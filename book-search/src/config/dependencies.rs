//! Dependency initialization and wiring for the book search client.

use std::env;
use std::time::Duration;
use tracing::info;

use crate::AppError;
use book_search_repository::config::{
    DEFAULT_COLLECTION, DEFAULT_HOST, DEFAULT_KIND, DEFAULT_TIMEOUT,
};
use book_search_repository::{BookSearchClient, ClientConfig};

/// Container for all initialized dependencies.
pub struct Dependencies {
    /// The client, already verified to reach the engine.
    pub client: BookSearchClient,
}

impl Dependencies {
    /// Initialize all dependencies from environment variables.
    ///
    /// # Environment Variables
    ///
    /// - `BOOK_SEARCH_HOST`: engine URL (default: http://localhost:9200/)
    /// - `BOOK_SEARCH_COLLECTION`: collection name (default: docBook)
    /// - `BOOK_SEARCH_KIND`: document kind (default: Book)
    /// - `BOOK_SEARCH_TIMEOUT_SECS`: request timeout in seconds (default: 15)
    ///
    /// # Returns
    ///
    /// * `Ok(Dependencies)` - Initialized dependencies
    /// * `Err(AppError)` - If configuration is invalid or the engine is unreachable
    pub async fn new() -> Result<Self, AppError> {
        let config = client_config_from(|key| env::var(key).ok())?;
        Self::from_config(config).await
    }

    /// Build the client for `config` and verify the engine answers.
    ///
    /// Client construction and ping failures keep their `SearchError`.
    pub async fn from_config(config: ClientConfig) -> Result<Self, AppError> {
        info!(
            host = %config.host(),
            collection = %config.collection(),
            kind = %config.kind(),
            timeout_secs = config.timeout().as_secs(),
            "Initializing dependencies"
        );

        let client = BookSearchClient::new(config)?;

        // Verify the engine is reachable
        client.ping().await?;

        info!("Search engine connection verified");

        Ok(Self { client })
    }
}

/// Build a client config from a variable lookup, falling back to defaults.
pub fn client_config_from<F>(lookup: F) -> Result<ClientConfig, AppError>
where
    F: Fn(&str) -> Option<String>,
{
    let host = lookup("BOOK_SEARCH_HOST").unwrap_or_else(|| DEFAULT_HOST.to_string());
    let collection =
        lookup("BOOK_SEARCH_COLLECTION").unwrap_or_else(|| DEFAULT_COLLECTION.to_string());
    let kind = lookup("BOOK_SEARCH_KIND").unwrap_or_else(|| DEFAULT_KIND.to_string());
    let timeout = match lookup("BOOK_SEARCH_TIMEOUT_SECS") {
        Some(raw) => raw
            .trim()
            .parse::<u64>()
            .map(Duration::from_secs)
            .map_err(|e| AppError::config(format!("Invalid BOOK_SEARCH_TIMEOUT_SECS: {}", e)))?,
        None => DEFAULT_TIMEOUT,
    };

    Ok(ClientConfig::new(host, collection, kind, timeout))
}
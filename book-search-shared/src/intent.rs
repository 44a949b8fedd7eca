//! Search intents as presented by callers.

/// How the query text is matched against stored documents.
#[derive(Debug, Clone, Copy, PartialEq, Eq)]
pub enum MatchMode {
    /// Match the text against the `description` and `book_name` fields.
    MultiFieldMatch,
    /// Match the text against the engine's default fields using its
    /// query-string syntax.
    UnspecifiedMatch,
}

/// A single search request.
///
/// `page_number` is 1-based as callers present it. Zero or negative values
/// mean the first page.
#[derive(Debug, Clone, PartialEq, Eq)]
pub struct SearchIntent {
    /// The free text to search for.
    pub query_text: String,
    /// Maximum number of hits to return.
    pub page_size: usize,
    /// 1-based page number.
    pub page_number: i64,
    /// How the text is matched.
    pub mode: MatchMode,
}

impl SearchIntent {
    /// Create a multi-field search over book names and descriptions.
    pub fn multi_field(query_text: impl Into<String>, page_size: usize, page_number: i64) -> Self {
        Self {
            query_text: query_text.into(),
            page_size,
            page_number,
            mode: MatchMode::MultiFieldMatch,
        }
    }

    /// Create a query-string search over the engine's default fields.
    pub fn unspecified(query_text: impl Into<String>, page_size: usize, page_number: i64) -> Self {
        Self {
            query_text: query_text.into(),
            page_size,
            page_number,
            mode: MatchMode::UnspecifiedMatch,
        }
    }
}
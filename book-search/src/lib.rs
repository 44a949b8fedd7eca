//! # Book Search
//!
//! Entry point and configuration for running the book search client from the
//! command line.

pub mod config;

pub use config::Dependencies;

use thiserror::Error;

/// Errors that can occur during startup or while running a command.
#[derive(Error, Debug)]
pub enum AppError {
    /// Configuration error.
    #[error("Configuration error: {0}")]
    ConfigError(String),

    /// Search error.
    #[error("Search error: {0}")]
    SearchError(#[from] book_search_repository::SearchError),
}

impl AppError {
    /// Create a configuration error.
    pub fn config(msg: impl Into<String>) -> Self {
        Self::ConfigError(msg.into())
    }
}
//! Process configuration and dependency wiring.

mod dependencies;

pub use dependencies::{client_config_from, Dependencies};
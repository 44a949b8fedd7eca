//! Configuration types for the BookSearchClient.

use std::time::Duration;

/// Default engine address.
pub const DEFAULT_HOST: &str = "http://localhost:9200/";

/// Default collection (engine index) holding book records.
pub const DEFAULT_COLLECTION: &str = "docBook";

/// Default document kind (engine type) within the collection.
pub const DEFAULT_KIND: &str = "Book";

/// Default bound on every request.
pub const DEFAULT_TIMEOUT: Duration = Duration::from_secs(15);

/// Connection settings for a BookSearchClient.
///
/// The host always ends in exactly one `/`, so endpoint paths can be appended
/// without producing doubled or missing separators.
#[derive(Debug, Clone, PartialEq, Eq)]
pub struct ClientConfig {
    host: String,
    collection: String,
    kind: String,
    timeout: Duration,
}

impl Default for ClientConfig {
    fn default() -> Self {
        Self::new(DEFAULT_HOST, DEFAULT_COLLECTION, DEFAULT_KIND, DEFAULT_TIMEOUT)
    }
}

impl ClientConfig {
    /// Create a config, normalizing the host's trailing slash.
    pub fn new(
        host: impl AsRef<str>,
        collection: impl Into<String>,
        kind: impl Into<String>,
        timeout: Duration,
    ) -> Self {
        Self {
            host: normalize_host(host.as_ref()),
            collection: collection.into(),
            kind: kind.into(),
            timeout,
        }
    }

    /// Return a copy pointing at a different host.
    pub fn with_host(self, host: impl AsRef<str>) -> Self {
        Self {
            host: normalize_host(host.as_ref()),
            ..self
        }
    }

    /// Return a copy using a different collection.
    pub fn with_collection(self, collection: impl Into<String>) -> Self {
        Self {
            collection: collection.into(),
            ..self
        }
    }

    /// Return a copy using a different document kind.
    pub fn with_kind(self, kind: impl Into<String>) -> Self {
        Self {
            kind: kind.into(),
            ..self
        }
    }

    /// Return a copy with a different request timeout.
    pub fn with_timeout(self, timeout: Duration) -> Self {
        Self { timeout, ..self }
    }

    pub fn host(&self) -> &str {
        &self.host
    }

    pub fn collection(&self) -> &str {
        &self.collection
    }

    pub fn kind(&self) -> &str {
        &self.kind
    }

    pub fn timeout(&self) -> Duration {
        self.timeout
    }
}

fn normalize_host(host: &str) -> String {
    format!("{}/", host.trim_end_matches('/'))
}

▬▬▬▬▬▬

**What is being asked**
Lines above that include the string "derive" need to be copied.

**Your solution**
#[derive(Debug, Clone, Copy, PartialEq, Eq)]
#[derive(Debug, Clone, PartialEq, Eq)]
#[derive(Error, Debug)]
#[derive(Debug, Clone, PartialEq, Eq)]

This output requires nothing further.